YOUR INSTRUCTIONS => Within the listing below, how many lines contain "PathBuf"? Only the number is wanted.

MATERIAL TO PROCESS =>
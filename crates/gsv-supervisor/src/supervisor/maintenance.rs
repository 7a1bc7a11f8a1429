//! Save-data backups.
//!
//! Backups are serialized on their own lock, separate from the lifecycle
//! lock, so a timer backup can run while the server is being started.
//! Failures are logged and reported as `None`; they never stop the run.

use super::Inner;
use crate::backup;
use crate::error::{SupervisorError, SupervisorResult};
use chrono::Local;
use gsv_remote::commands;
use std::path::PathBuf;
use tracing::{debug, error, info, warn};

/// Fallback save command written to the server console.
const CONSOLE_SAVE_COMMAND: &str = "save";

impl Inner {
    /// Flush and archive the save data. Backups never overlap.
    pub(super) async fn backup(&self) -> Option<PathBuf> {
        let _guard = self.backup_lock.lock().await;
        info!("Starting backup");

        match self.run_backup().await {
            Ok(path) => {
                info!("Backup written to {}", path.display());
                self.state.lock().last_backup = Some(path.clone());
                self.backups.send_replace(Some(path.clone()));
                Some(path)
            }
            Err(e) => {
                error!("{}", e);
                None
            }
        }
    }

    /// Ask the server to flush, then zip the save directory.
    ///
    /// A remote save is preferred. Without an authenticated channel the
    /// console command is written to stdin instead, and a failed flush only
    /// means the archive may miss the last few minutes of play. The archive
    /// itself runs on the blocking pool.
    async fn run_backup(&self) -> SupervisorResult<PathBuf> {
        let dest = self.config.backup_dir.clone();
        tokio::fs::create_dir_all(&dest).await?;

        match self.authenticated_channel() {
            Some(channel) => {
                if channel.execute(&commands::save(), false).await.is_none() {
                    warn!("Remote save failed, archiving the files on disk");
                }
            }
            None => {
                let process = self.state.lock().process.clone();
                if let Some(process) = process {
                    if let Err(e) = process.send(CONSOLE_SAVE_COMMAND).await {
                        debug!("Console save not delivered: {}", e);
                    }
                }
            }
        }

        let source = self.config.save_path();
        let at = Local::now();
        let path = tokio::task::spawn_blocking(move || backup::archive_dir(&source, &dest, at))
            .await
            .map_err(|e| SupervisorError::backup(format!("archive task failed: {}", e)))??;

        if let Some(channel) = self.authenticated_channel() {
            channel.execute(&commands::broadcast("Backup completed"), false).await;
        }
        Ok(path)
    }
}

TASK OUTPUT => 3